Meditations on the creative process

Feb 7 2017 tarot reading.jpeg

It’s pretty appropriate that these cards showed up for my reading today, given that I’ve been doing a lot of work on novel revisions this month.

I decided to pull three cards from the Nigel Jackson Medieval Enchantment deck, one that I’ve had for a while now but haven’t used all that much, in some ways because of the swapping of the elements for swords and wands. (You can see it pretty clearly in the first two cards, above.)  The cards’ images are important but I like the assurance of knowing that elements and numbers come into play as well, and when things get swapped around it can sometimes make you second-guess your reading.
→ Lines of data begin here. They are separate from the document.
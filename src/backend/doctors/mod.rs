//! Doctor Directory
//!
//! Storage and HTTP handlers for the clinic's doctors.

pub mod handlers;
pub mod repository;

pub use repository::DoctorRepository;
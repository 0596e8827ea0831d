/**
 * Blog HTTP Handlers
 *
 * # Public
 *
 * - `GET /api/blog/posts` - published posts, newest first, without content
 * - `GET /api/blog/posts/{id}` - one published post; `?increment_view=true`
 *   counts a view
 * - `GET /api/blog/categories` - fixed category list
 *
 * # Admin (`/api/blog/manage/...`)
 *
 * - `GET|POST /posts`, `GET|PUT|DELETE /posts/{id}`
 * - `POST /posts/{id}/publish`, `POST /posts/{id}/unpublish`
 * - `GET /stats`
 */

use axum::extract::{Path, Query, State};
use serde::Deserialize;

use crate::backend::blog::repository::BlogRepository;
use crate::backend::error::BackendError;
use crate::backend::extract::{parse_id, ApiJson};
use crate::backend::middleware::AdminUser;
use crate::backend::response::ApiResponse;
use crate::shared::models::{
    BlogPost, BlogPostInput, BlogPostQuery, BlogSortField, BlogStats, PostStatus, SortOrder,
};

/// Default page size for post listings
pub const DEFAULT_POST_LIMIT: i64 = 10;

/// Categories offered by the editor
pub const BLOG_CATEGORIES: [&str; 14] = [
    "Sức khỏe tổng quát",
    "Tim mạch",
    "Tiêu hóa",
    "Thần kinh",
    "Nhi khoa",
    "Phụ khoa",
    "Da liễu",
    "Mắt",
    "Tai mũi họng",
    "Răng hàm mặt",
    "Dinh dưỡng",
    "Tâm lý",
    "Tin tức y tế",
    "Khuyến mãi",
];

#[derive(Debug, Default, Deserialize)]
pub struct ViewQuery {
    #[serde(default)]
    pub increment_view: Option<String>,
}

pub async fn list_published_posts(
    State(posts): State<BlogRepository>,
    Query(mut query): Query<BlogPostQuery>,
) -> Result<ApiResponse<Vec<BlogPost>>, BackendError> {
    // Public listings ignore status, author and sorting parameters
    query.status = None;
    query.author_id = None;
    let mut filter = query.into_filter(DEFAULT_POST_LIMIT)?;
    filter.status = Some(PostStatus::Published);
    filter.sort_by = Some(BlogSortField::PublishedAt);
    filter.sort_order = Some(SortOrder::Desc);

    let mut list = posts.list(&filter).await?;
    for post in &mut list {
        post.content.clear();
    }

    Ok(ApiResponse::ok(list))
}

pub async fn get_published_post(
    State(posts): State<BlogRepository>,
    Path(id): Path<String>,
    Query(view): Query<ViewQuery>,
) -> Result<ApiResponse<BlogPost>, BackendError> {
    let id = parse_id(&id)?;
    let mut post = posts.get_by_id(id).await?;
    if post.status != PostStatus::Published {
        return Err(BackendError::NotFound("blog post"));
    }

    if view.increment_view.as_deref() == Some("true") {
        // A failed view count must not fail the read
        match posts.increment_view_count(id).await {
            Ok(()) => post.view_count += 1,
            Err(e) => tracing::warn!("Failed to count view for post {}: {}", id, e),
        }
    }

    Ok(ApiResponse::ok(post))
}

pub async fn list_categories() -> ApiResponse<Vec<&'static str>> {
    ApiResponse::ok(BLOG_CATEGORIES.to_vec())
}

pub async fn list_posts(
    _admin: AdminUser,
    State(posts): State<BlogRepository>,
    Query(query): Query<BlogPostQuery>,
) -> Result<ApiResponse<Vec<BlogPost>>, BackendError> {
    let filter = query.into_filter(DEFAULT_POST_LIMIT)?;
    Ok(ApiResponse::ok(posts.list(&filter).await?))
}

/// Create a post; without an `author_id` the caller becomes the author
pub async fn create_post(
    AdminUser(admin): AdminUser,
    State(posts): State<BlogRepository>,
    ApiJson(mut input): ApiJson<BlogPostInput>,
) -> Result<ApiResponse<BlogPost>, BackendError> {
    if input.author_id == 0 {
        input.author_id = admin.id;
    }
    let post = posts.create(input).await?;
    Ok(ApiResponse::created(post).with_message("Blog post created successfully"))
}

pub async fn get_post(
    _admin: AdminUser,
    State(posts): State<BlogRepository>,
    Path(id): Path<String>,
) -> Result<ApiResponse<BlogPost>, BackendError> {
    Ok(ApiResponse::ok(posts.get_by_id(parse_id(&id)?).await?))
}

pub async fn update_post(
    _admin: AdminUser,
    State(posts): State<BlogRepository>,
    Path(id): Path<String>,
    ApiJson(input): ApiJson<BlogPostInput>,
) -> Result<ApiResponse<BlogPost>, BackendError> {
    let post = posts.update(parse_id(&id)?, input).await?;
    Ok(ApiResponse::ok(post).with_message("Blog post updated successfully"))
}

pub async fn delete_post(
    _admin: AdminUser,
    State(posts): State<BlogRepository>,
    Path(id): Path<String>,
) -> Result<ApiResponse<()>, BackendError> {
    posts.delete(parse_id(&id)?).await?;
    Ok(ApiResponse::message("Blog post deleted successfully"))
}

pub async fn publish_post(
    _admin: AdminUser,
    State(posts): State<BlogRepository>,
    Path(id): Path<String>,
) -> Result<ApiResponse<BlogPost>, BackendError> {
    let post = posts.publish(parse_id(&id)?).await?;
    Ok(ApiResponse::ok(post).with_message("Blog post published successfully"))
}

pub async fn unpublish_post(
    _admin: AdminUser,
    State(posts): State<BlogRepository>,
    Path(id): Path<String>,
) -> Result<ApiResponse<BlogPost>, BackendError> {
    let post = posts.unpublish(parse_id(&id)?).await?;
    Ok(ApiResponse::ok(post).with_message("Blog post unpublished successfully"))
}

pub async fn blog_stats(
    _admin: AdminUser,
    State(posts): State<BlogRepository>,
) -> Result<ApiResponse<BlogStats>, BackendError> {
    Ok(ApiResponse::ok(posts.stats().await?))
}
In any case, I didn’t really have a particular query today, so I was pretty open to anything, and it looks like the cards have highlighted the way I feel about creative work.

In the first card we see a stiff breeze filling three masts’ worth of sails. There are three arrows being drawn to a singular point. This card speaks to me about focus, as well as structure, and the way a strong framework can make the most of high energy. The three fish in the sea tell me tales about the unknown, and how we can never really know the whole picture before we set sail on our projects. I like that they can represent those creative surprises that we have to stay open to experiencing.

The seven of swords, and the fox who is rapidly moving off-card, makes me think of ulterior motives; of the benefits of taking the indirect route, of not ploughing forward via what seems the easy route. Some days you need to tack, when the wind slows or you need to change direction. It could speak of the lessening of energy as the day winds down.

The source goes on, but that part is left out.